Stock Analysis

Why You Might Be Interested In Bank of Ireland Group plc (ISE:BIRG) For Its Upcoming Dividend

Published
ISE:BIRG

Readers hoping to buy Bank of Ireland Group plc (ISE:BIRG) for its dividend will need to make their move shortly, as the stock is about to trade ex-dividend. The ex-dividend date occurs one day before the record date which is the day on which shareholders need to be on the company's books in order to receive a dividend. The ex-dividend date is an important date to be aware of as any purchase of the stock made on or after this date might mean a late settlement that doesn't show on the record date. In other words, investors can purchase Bank of Ireland Group's shares before the 10th of October in order to be eligible for the dividend, which will be paid on the 7th of November.

The company's next dividend payment will be €0.35 per share, and in the last 12 months, the company paid a total of €0.70 per share. Looking at the last 12 months of distributions, Bank of Ireland Group has a trailing yield of approximately 7.5% on its current stock price of €9.38. If you buy this business for its dividend, you should have an idea of whether Bank of Ireland Group's dividend is reliable and sustainable. As a result, readers should always check whether Bank of Ireland Group has been able to grow its dividends, or if the dividend might be cut.

See our latest analysis for Bank of Ireland Group

If a company pays out more in dividends than it earned, then the dividend might become unsustainable - hardly an ideal situation. Bank of Ireland Group paid out more than half (65%) of its earnings last year, which is a regular payout ratio for most companies.

When a company paid out less in dividends than it earned in profit, this generally suggests its dividend is affordable. The lower the % of its profit that it pays out, the greater the margin of safety for the dividend if the business enters a downturn.

Click here to see the company's payout ratio, plus analyst estimates of its future dividends.

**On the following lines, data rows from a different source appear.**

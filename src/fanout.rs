//! # Chunked Fan-out Dispatcher
//!
//! Broadcast commands mention many users at once, but a single Telegram
//! message only notifies a limited number of them. The dispatcher splits an
//! ordered list of mentions into contiguous batches and sends one message
//! per batch. Paged replies such as the member table go through the same
//! in-order sender.
//!
//! ## Guarantees
//!
//! - Batches preserve the original order; concatenating them gives the input back
//! - Every batch except possibly the last holds exactly `batch_size` mentions
//! - Batches are sent one at a time, in order
//! - A batch that fails to send is logged and skipped; it is not retried and
//!   the remaining batches are still sent

use tracing::{debug, warn};

use crate::bot::messenger::Messenger;
use crate::config::MENTION_BATCH_SIZE;

/// Outcome of one fan-out run
#[derive(Debug, Clone, Default, PartialEq, Eq)]
pub struct FanOutReport {
    /// Number of batches the mentions were split into
    pub batches: usize,
    /// Batches delivered successfully
    pub sent: usize,
    /// Zero-based indices of batches that failed to send
    pub failed: Vec<usize>,
}

impl FanOutReport {
    pub fn is_complete(&self) -> bool {
        self.failed.is_empty()
    }
}

#[derive(Debug, Clone, Copy)]
pub struct FanOutDispatcher {
    batch_size: usize,
}

impl Default for FanOutDispatcher {
    fn default() -> Self {
        Self::new(MENTION_BATCH_SIZE)
    }
}

impl FanOutDispatcher {
    /// A zero batch size is clamped to one
    pub fn new(batch_size: usize) -> Self {
        Self {
            batch_size: batch_size.max(1),
        }
    }

    pub fn batch_size(&self) -> usize {
        self.batch_size
    }

    /// Contiguous batches of at most `batch_size` items
    pub fn chunk<'a, T>(&self, items: &'a [T]) -> Vec<&'a [T]> {
        items.chunks(self.batch_size).collect()
    }

    /// Send one HTML message per batch, built by `format_batch`
    ///
    /// The caller is responsible for rejecting an empty mention list before
    /// calling this; an empty list sends nothing.
    pub async fn dispatch<F>(
        &self,
        messenger: &dyn Messenger,
        chat_id: i64,
        mentions: &[String],
        format_batch: F,
    ) -> FanOutReport
    where
        F: Fn(&[String]) -> String,
    {
        let messages: Vec<String> = self
            .chunk(mentions)
            .into_iter()
            .map(|batch| format_batch(batch))
            .collect();
        send_in_order(messenger, chat_id, &messages).await
    }
}

/// Send prebuilt HTML messages one at a time, skipping any that fail
pub async fn send_in_order(
    messenger: &dyn Messenger,
    chat_id: i64,
    messages: &[String],
) -> FanOutReport {
    let mut report = FanOutReport {
        batches: messages.len(),
        ..Default::default()
    };

    for (index, message) in messages.iter().enumerate() {
        match messenger.send_html(chat_id, message).await {
            Ok(()) => {
                debug!(chat_id, batch = index, chars = message.chars().count(), "Batch sent");
                report.sent += 1;
            }
            Err(e) => {
                warn!(chat_id, batch = index, error = %e, "Batch failed to send, skipping");
                report.failed.push(index);
            }
        }
    }

    report
}

/// Caption on its own line, then the batch's mentions separated by single spaces
pub fn caption_batch(caption: &str, batch: &[String]) -> String {
    format!("{}\n{}", caption, batch.join(" "))
}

ISE:BIRG Historic Dividend October 5th 2024

Have Earnings And Dividends Been Growing?

Stocks in companies that generate sustainable earnings growth often make the best dividend prospects, as it is easier to lift the dividend when earnings are rising. If earnings decline and the company is forced to cut its dividend, investors could watch the value of their investment go up in smoke. That's why it's comforting to see Bank of Ireland Group's earnings have been skyrocketing, up 21% per annum for the past five years.

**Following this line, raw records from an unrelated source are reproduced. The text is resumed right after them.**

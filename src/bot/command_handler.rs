//! Command Handler module: one linear pipeline per slash-command
//!
//! Every command runs `parse → validate → gateway call(s) → dispatch → reply`.
//! The first failing step ends the pipeline; its [`CommandError`] becomes the
//! single reply the user sees. Gateway failures are logged here in full and
//! replaced by a generic message.

use std::sync::Arc;
use teloxide::utils::command::BotCommands;
use teloxide::utils::html::escape;
use tracing::{debug, error, info, warn};

use crate::command_parser::{parse_add, parse_alert, parse_explain, parse_tag};
use crate::config::{ScopeMode, MAX_MESSAGE_CHARS};
use crate::errors::{CommandError, StoreOp};
use crate::explainer::{build_prompt, max_output_tokens, truncate_words, ExplanationGateway};
use crate::fanout::{caption_batch, send_in_order, FanOutDispatcher, FanOutReport};
use crate::localization::{t, t_args};
use crate::models::{MemberQuery, NewExplanation, NewMember};
use crate::store::RecordStore;
use crate::validation::{validate_explain, validate_member, validate_non_empty};

use super::commands::Command;
use super::messenger::Messenger;
use super::ui_builder::{format_member_pages, member_mention, split_text, user_mention};

/// Label for roster mentions, which carry no name
const ROSTER_MENTION_LABEL: &str = "👤";

/// Who issued a command, and where
#[derive(Debug, Clone, Copy, PartialEq, Eq)]
pub struct CommandContext {
    pub chat_id: i64,
    pub user_id: i64,
}

/// What a successful pipeline leaves to send
#[derive(Debug, Clone, PartialEq, Eq)]
pub enum Reply {
    /// Plain text, split into several messages when too long for one
    Text(String),
    /// HTML messages were already sent one by one
    Broadcast(FanOutReport),
}

/// Runs commands against injected gateways
pub struct CommandService {
    store: Arc<dyn RecordStore>,
    explainer: Arc<dyn ExplanationGateway>,
    messenger: Arc<dyn Messenger>,
    dispatcher: FanOutDispatcher,
    scope_mode: ScopeMode,
}

impl CommandService {
    pub fn new(
        store: Arc<dyn RecordStore>,
        explainer: Arc<dyn ExplanationGateway>,
        messenger: Arc<dyn Messenger>,
        scope_mode: ScopeMode,
    ) -> Self {
        Self {
            store,
            explainer,
            messenger,
            dispatcher: FanOutDispatcher::default(),
            scope_mode,
        }
    }

    pub fn with_dispatcher(mut self, dispatcher: FanOutDispatcher) -> Self {
        self.dispatcher = dispatcher;
        self
    }

    /// Run `command` to completion and send its reply
    ///
    /// Only a failure to deliver the reply itself is returned as an error.
    pub async fn handle(&self, ctx: &CommandContext, command: Command) -> anyhow::Result<()> {
        let name = command.name();
        debug!(chat_id = ctx.chat_id, user_id = ctx.user_id, command = name, "Handling command");

        let outcome = match command {
            Command::Start => Ok(Reply::Text(format!(
                "👋 {}\n\n{}\n\n{}",
                t("welcome-title"),
                t("welcome-description"),
                t("welcome-help")
            ))),
            Command::Help => Ok(Reply::Text(Command::descriptions().to_string())),
            Command::Add(text) => self.handle_add(ctx, &text).await,
            Command::Tag(text) => self.handle_tag(ctx, &text).await,
            Command::List => self.handle_list(ctx).await,
            Command::Explain(text) => self.handle_explain(ctx, &text).await,
            Command::Alert(text) => self.handle_alert(ctx, &text).await,
        };

        match outcome {
            Ok(Reply::Text(text)) => {
                for page in split_text(&text, MAX_MESSAGE_CHARS) {
                    self.messenger.send_text(ctx.chat_id, &page).await?;
                }
            }
            Ok(Reply::Broadcast(report)) => {
                if report.is_complete() {
                    info!(chat_id = ctx.chat_id, command = name, batches = report.batches, "Messages delivered");
                } else {
                    warn!(
                        chat_id = ctx.chat_id,
                        command = name,
                        batches = report.batches,
                        failed = ?report.failed,
                        "Messages partially delivered"
                    );
                }
            }
            Err(err) => {
                if err.is_input_error() {
                    info!(chat_id = ctx.chat_id, user_id = ctx.user_id, command = name, error = %err, "Rejected command input");
                } else {
                    warn!(chat_id = ctx.chat_id, user_id = ctx.user_id, command = name, error = %err, "Command failed");
                }
                self.messenger
                    .send_text(ctx.chat_id, &err.user_message())
                    .await?;
            }
        }

        Ok(())
    }

    fn member_scope(&self, ctx: &CommandContext) -> Option<i64> {
        self.scope_mode.scope_for(ctx.chat_id)
    }

    async fn handle_add(&self, ctx: &CommandContext, text: &str) -> Result<Reply, CommandError> {
        let args = parse_add(text)?;
        let valid = validate_member(&args)?;

        let new_member = NewMember {
            scope_id: self.member_scope(ctx),
            first_name: valid.first_name,
            class_name: valid.class_name,
            age: valid.age,
            added_by: ctx.user_id,
        };

        let member = self.store.insert_member(&new_member).await.map_err(|e| {
            error!(chat_id = ctx.chat_id, user_id = ctx.user_id, error = ?e, "Failed to insert member");
            CommandError::Store(StoreOp::Insert)
        })?;

        info!(chat_id = ctx.chat_id, member_id = member.id, "Member registered");

        Ok(Reply::Text(t_args(
            "add-success",
            &[
                ("id", &member.id.to_string()),
                ("name", &member.first_name),
                ("class", &member.class_name),
                ("age", &member.age.to_string()),
            ],
        )))
    }

    async fn handle_tag(&self, ctx: &CommandContext, text: &str) -> Result<Reply, CommandError> {
        let class_name = validate_non_empty(parse_tag(text)?, "field-class")?;

        let query = MemberQuery {
            scope_id: self.member_scope(ctx),
            class_name: Some(class_name.clone()),
        };
        let members = self.store.find_members(&query).await.map_err(|e| {
            error!(chat_id = ctx.chat_id, error = ?e, "Failed to query members by class");
            CommandError::Store(StoreOp::Query)
        })?;

        if members.is_empty() {
            return Err(CommandError::NoRecipients {
                message: t_args("tag-no-members", &[("class", &class_name)]),
            });
        }

        let mentions: Vec<String> = members.iter().map(member_mention).collect();
        let caption = escape(&t_args("tag-caption", &[("class", &class_name)]));

        let report = self
            .dispatcher
            .dispatch(self.messenger.as_ref(), ctx.chat_id, &mentions, |batch| {
                caption_batch(&caption, batch)
            })
            .await;

        Ok(Reply::Broadcast(report))
    }

    async fn handle_list(&self, ctx: &CommandContext) -> Result<Reply, CommandError> {
        let query = MemberQuery {
            scope_id: self.member_scope(ctx),
            class_name: None,
        };
        let members = self.store.find_members(&query).await.map_err(|e| {
            error!(chat_id = ctx.chat_id, error = ?e, "Failed to list members");
            CommandError::Store(StoreOp::Query)
        })?;

        if members.is_empty() {
            return Err(CommandError::NoRecipients {
                message: t("list-empty"),
            });
        }

        let pages = format_member_pages(&members, MAX_MESSAGE_CHARS);
        let report = send_in_order(self.messenger.as_ref(), ctx.chat_id, &pages).await;

        Ok(Reply::Broadcast(report))
    }

    async fn handle_explain(&self, ctx: &CommandContext, text: &str) -> Result<Reply, CommandError> {
        let args = parse_explain(text)?;
        let valid = validate_explain(&args)?;
        // Validated to 10..=1000
        let word_limit = valid.word_limit as u32;

        let prompt = build_prompt(&valid.topic, word_limit);
        let generated = self
            .explainer
            .generate(&prompt, max_output_tokens(word_limit))
            .await
            .map_err(|e| {
                error!(chat_id = ctx.chat_id, user_id = ctx.user_id, error = ?e, "Explanation generation failed");
                CommandError::Generation
            })?;

        let response = truncate_words(&generated, word_limit as usize);

        let record = NewExplanation {
            topic: valid.topic.clone(),
            word_limit: valid.word_limit,
            user_id: ctx.user_id,
            scope_id: self.member_scope(ctx),
            response: response.clone(),
        };
        // Best effort: the user still gets the explanation
        if let Err(e) = self.store.insert_explanation(&record).await {
            warn!(chat_id = ctx.chat_id, error = ?e, "Failed to persist explanation");
        }

        Ok(Reply::Text(format!(
            "{}\n\n{}",
            t_args("explain-title", &[("topic", &valid.topic)]),
            response
        )))
    }

    async fn handle_alert(&self, ctx: &CommandContext, text: &str) -> Result<Reply, CommandError> {
        parse_alert(text)?;

        let authorized = match self.messenger.is_admin(ctx.chat_id, ctx.user_id).await {
            Ok(authorized) => authorized,
            Err(e) => {
                warn!(chat_id = ctx.chat_id, user_id = ctx.user_id, error = ?e, "Admin check failed, denying");
                false
            }
        };
        if !authorized {
            return Err(CommandError::Authorization);
        }

        let roster = self.store.list_roster(ctx.chat_id).await.map_err(|e| {
            error!(chat_id = ctx.chat_id, error = ?e, "Failed to query alert roster");
            CommandError::Store(StoreOp::Query)
        })?;

        if roster.is_empty() {
            return Err(CommandError::NoRecipients {
                message: t("alert-empty-roster"),
            });
        }

        let mentions: Vec<String> = roster
            .iter()
            .map(|entry| user_mention(entry.user_id, ROSTER_MENTION_LABEL))
            .collect();
        let caption = escape(&t("alert-caption"));

        let report = self
            .dispatcher
            .dispatch(self.messenger.as_ref(), ctx.chat_id, &mentions, |batch| {
                caption_batch(&caption, batch)
            })
            .await;

        Ok(Reply::Broadcast(report))
    }
}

Many investors will assess a company's dividend performance by evaluating how much the dividend payments have changed over time. Bank of Ireland Group has delivered an average of 29% per year annual increase in its dividend, based on the past seven years of dividend payments. It's great to see earnings per share growing rapidly over several years, and dividends per share growing right along with it.

To Sum It Up

Should investors buy Bank of Ireland Group for the upcoming dividend? Bank of Ireland Group has an acceptable payout ratio and its earnings per share have been improving at a decent rate. Bank of Ireland Group ticks a lot of boxes for us from a dividend perspective, and we think these characteristics should mark the company as deserving of further attention.

In light of that, while Bank of Ireland Group has an appealing dividend, it's worth knowing the risks involved with this stock. For instance, we've identified 2 warning signs for Bank of Ireland Group (1 doesn't sit too well with us) you should be aware of.

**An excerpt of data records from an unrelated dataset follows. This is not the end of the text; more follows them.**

use anyhow::{Context, Result};
use async_trait::async_trait;
use sqlx::postgres::PgPool;
use tracing::info;

use super::RecordStore;
use crate::models::{Member, MemberQuery, NewExplanation, NewMember, RosterEntry};

/// Initialize the database schema
pub async fn init_database_schema(pool: &PgPool) -> Result<()> {
    info!("Initializing database schema...");

    sqlx::query(
        "CREATE TABLE IF NOT EXISTS members (
            id BIGSERIAL PRIMARY KEY,
            scope_id BIGINT,
            first_name TEXT NOT NULL,
            class TEXT NOT NULL,
            age BIGINT NOT NULL CHECK (age BETWEEN 5 AND 120),
            added_by BIGINT NOT NULL,
            created_at TIMESTAMPTZ DEFAULT NOW()
        )",
    )
    .execute(pool)
    .await
    .context("Failed to create members table")?;

    sqlx::query("CREATE INDEX IF NOT EXISTS idx_members_scope_class ON members (scope_id, LOWER(class))")
        .execute(pool)
        .await
        .context("Failed to create members index")?;

    sqlx::query(
        "CREATE TABLE IF NOT EXISTS explanations (
            id BIGSERIAL PRIMARY KEY,
            topic TEXT NOT NULL,
            word_limit BIGINT NOT NULL,
            user_id BIGINT NOT NULL,
            scope_id BIGINT,
            response TEXT NOT NULL,
            created_at TIMESTAMPTZ DEFAULT NOW()
        )",
    )
    .execute(pool)
    .await
    .context("Failed to create explanations table")?;

    // Populated outside the bot; created here so reads never fail on a fresh database
    sqlx::query(
        "CREATE TABLE IF NOT EXISTS group_members (
            scope_id BIGINT NOT NULL,
            user_id BIGINT NOT NULL,
            PRIMARY KEY (scope_id, user_id)
        )",
    )
    .execute(pool)
    .await
    .context("Failed to create group_members table")?;

    info!("Database schema initialized successfully");
    Ok(())
}

/// Record store over a direct Postgres connection pool
#[derive(Debug, Clone)]
pub struct PgStore {
    pool: PgPool,
}

impl PgStore {
    pub async fn connect(database_url: &str) -> Result<Self> {
        let pool = PgPool::connect(database_url)
            .await
            .context("Failed to connect to database")?;
        Ok(Self { pool })
    }

    pub fn from_pool(pool: PgPool) -> Self {
        Self { pool }
    }

    pub fn pool(&self) -> &PgPool {
        &self.pool
    }
}

#[async_trait]
impl RecordStore for PgStore {
    async fn insert_member(&self, member: &NewMember) -> Result<Member> {
        info!(added_by = member.added_by, "Creating new member");

        let stored = sqlx::query_as::<_, Member>(
            "INSERT INTO members (scope_id, first_name, class, age, added_by)
             VALUES ($1, $2, $3, $4, $5)
             RETURNING id, scope_id, first_name, class, age, added_by, created_at",
        )
        .bind(member.scope_id)
        .bind(&member.first_name)
        .bind(&member.class_name)
        .bind(member.age)
        .bind(member.added_by)
        .fetch_one(&self.pool)
        .await
        .context("Failed to insert new member")?;

        info!(member_id = stored.id, "Member created");
        Ok(stored)
    }

    async fn find_members(&self, query: &MemberQuery) -> Result<Vec<Member>> {
        sqlx::query_as::<_, Member>(
            "SELECT id, scope_id, first_name, class, age, added_by, created_at
             FROM members
             WHERE ($1::BIGINT IS NULL OR scope_id = $1)
               AND ($2::TEXT IS NULL OR LOWER(class) = LOWER($2))
             ORDER BY id",
        )
        .bind(query.scope_id)
        .bind(query.class_name.as_deref())
        .fetch_all(&self.pool)
        .await
        .context("Failed to query members")
    }

    async fn insert_explanation(&self, explanation: &NewExplanation) -> Result<i64> {
        let (id,): (i64,) = sqlx::query_as(
            "INSERT INTO explanations (topic, word_limit, user_id, scope_id, response)
             VALUES ($1, $2, $3, $4, $5)
             RETURNING id",
        )
        .bind(&explanation.topic)
        .bind(explanation.word_limit)
        .bind(explanation.user_id)
        .bind(explanation.scope_id)
        .bind(&explanation.response)
        .fetch_one(&self.pool)
        .await
        .context("Failed to insert explanation")?;

        Ok(id)
    }

    async fn list_roster(&self, scope_id: i64) -> Result<Vec<RosterEntry>> {
        sqlx::query_as::<_, RosterEntry>(
            "SELECT scope_id, user_id FROM group_members WHERE scope_id = $1 ORDER BY user_id",
        )
        .bind(scope_id)
        .fetch_all(&self.pool)
        .await
        .context("Failed to query group members")
    }
}
//! # Configuration Module
//!
//! This module defines the startup configuration for the bot: the four
//! required credentials, the optional health-server port and the settings
//! that select store backend, generation model and member scoping.
//!
//! The configuration is built once in `main` and passed explicitly to every
//! component that needs it.

use anyhow::{bail, Context, Result};
use std::env;

// Constants for command processing
pub const MENTION_BATCH_SIZE: usize = 50;
pub const TOKEN_INFLATION_PERCENT: u32 = 133; // ~1.33 tokens per English word
pub const MIN_AGE: i64 = 5;
pub const MAX_AGE: i64 = 120;
pub const MIN_WORD_LIMIT: i64 = 10;
pub const MAX_WORD_LIMIT: i64 = 1000;
pub const MAX_MESSAGE_CHARS: usize = 4096; // Telegram rejects longer texts
pub const REST_PAGE_SIZE: usize = 1000; // PostgREST default max-rows

pub const DEFAULT_PORT: u16 = 8080;
pub const DEFAULT_OPENAI_BASE_URL: &str = "https://api.openai.com/v1";
pub const DEFAULT_OPENAI_MODEL: &str = "gpt-4o-mini";

/// How member and explanation rows are partitioned
#[derive(Debug, Clone, Copy, PartialEq, Eq, Default)]
pub enum ScopeMode {
    /// Rows carry the originating chat id and reads are filtered by it
    #[default]
    PerChat,
    /// Rows are shared by every chat the bot is in
    Global,
}

impl ScopeMode {
    /// Scope id to store for a command issued in `chat_id`
    pub fn scope_for(&self, chat_id: i64) -> Option<i64> {
        match self {
            ScopeMode::PerChat => Some(chat_id),
            ScopeMode::Global => None,
        }
    }

    fn parse(value: &str) -> Result<Self> {
        match value.trim().to_ascii_lowercase().as_str() {
            "chat" | "per_chat" => Ok(ScopeMode::PerChat),
            "global" => Ok(ScopeMode::Global),
            other => bail!("MEMBER_SCOPE must be 'chat' or 'global', got '{other}'"),
        }
    }
}

/// Settings for the chat-completion API
#[derive(Debug, Clone)]
pub struct GenerationConfig {
    /// API key sent as a bearer token
    pub api_key: String,
    /// Base URL without trailing slash (e.g. "https://api.openai.com/v1")
    pub base_url: String,
    /// Model name passed with every request
    pub model: String,
}

/// Settings for the hosted record store
#[derive(Debug, Clone)]
pub struct StoreConfig {
    /// Project URL of the REST endpoint
    pub url: String,
    /// Service key sent as `apikey` and bearer token
    pub key: String,
    /// Direct Postgres connection string; takes precedence over REST when set
    pub database_url: Option<String>,
}

/// Complete process configuration
#[derive(Debug, Clone)]
pub struct Config {
    /// Telegram bot token
    pub bot_token: String,
    /// Record store settings
    pub store: StoreConfig,
    /// Explanation generator settings
    pub generation: GenerationConfig,
    /// Port for the keep-alive HTTP server
    pub port: u16,
    /// Member partitioning
    pub scope_mode: ScopeMode,
}

impl Config {
    /// Build the configuration from the process environment
    pub fn from_env() -> Result<Self> {
        Self::from_lookup(|key| env::var(key).ok())
    }

    /// Build the configuration from an arbitrary key lookup
    ///
    /// Blank values count as missing. Any missing required credential is an
    /// error, which `main` treats as fatal.
    pub fn from_lookup<F>(lookup: F) -> Result<Self>
    where
        F: Fn(&str) -> Option<String>,
    {
        let optional = |key: &str| {
            lookup(key)
                .map(|v| v.trim().to_string())
                .filter(|v| !v.is_empty())
        };
        let required = |key: &str| optional(key).with_context(|| format!("{key} must be set"));

        let bot_token = required("TELEGRAM_BOT_TOKEN")?;
        let store_url = required("SUPABASE_URL")?;
        let store_key = required("SUPABASE_KEY")?;
        let api_key = required("OPENAI_API_KEY")?;

        let port = match optional("PORT") {
            Some(raw) => raw
                .parse::<u16>()
                .with_context(|| format!("PORT must be a valid port number, got '{raw}'"))?,
            None => DEFAULT_PORT,
        };

        let scope_mode = match optional("MEMBER_SCOPE") {
            Some(raw) => ScopeMode::parse(&raw)?,
            None => ScopeMode::default(),
        };

        Ok(Self {
            bot_token,
            store: StoreConfig {
                url: store_url.trim_end_matches('/').to_string(),
                key: store_key,
                database_url: optional("DATABASE_URL"),
            },
            generation: GenerationConfig {
                api_key,
                base_url: optional("OPENAI_BASE_URL")
                    .unwrap_or_else(|| DEFAULT_OPENAI_BASE_URL.to_string())
                    .trim_end_matches('/')
                    .to_string(),
                model: optional("OPENAI_MODEL").unwrap_or_else(|| DEFAULT_OPENAI_MODEL.to_string()),
            },
            port,
            scope_mode,
        })
    }
}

A common investing mistake is buying the first interesting stock you see. Here you can find a full list of high-yield dividend stocks.

Valuation is complex, but we're here to simplify it.

Discover if Bank of Ireland Group might be undervalued or overvalued with our detailed analysis, featuring fair value estimates, potential risks, dividends, insider trades, and its financial condition.

Access Free Analysis

Have feedback on this article? Concerned about the content? Get in touch with us directly. Alternatively, email editorial-team (at) simplywallst.com.

This article by Simply Wall St is general in nature. We provide commentary based on historical data and analyst forecasts only using an unbiased methodology and our articles are not intended to be financial advice. It does not constitute a recommendation to buy or sell any stock, and does not take account of your objectives, or your financial situation. We aim to bring you long-term focused analysis driven by fundamental data. Note that our analysis may not factor in the latest price-sensitive company announcements or qualitative material. Simply Wall St has no position in any stocks mentioned.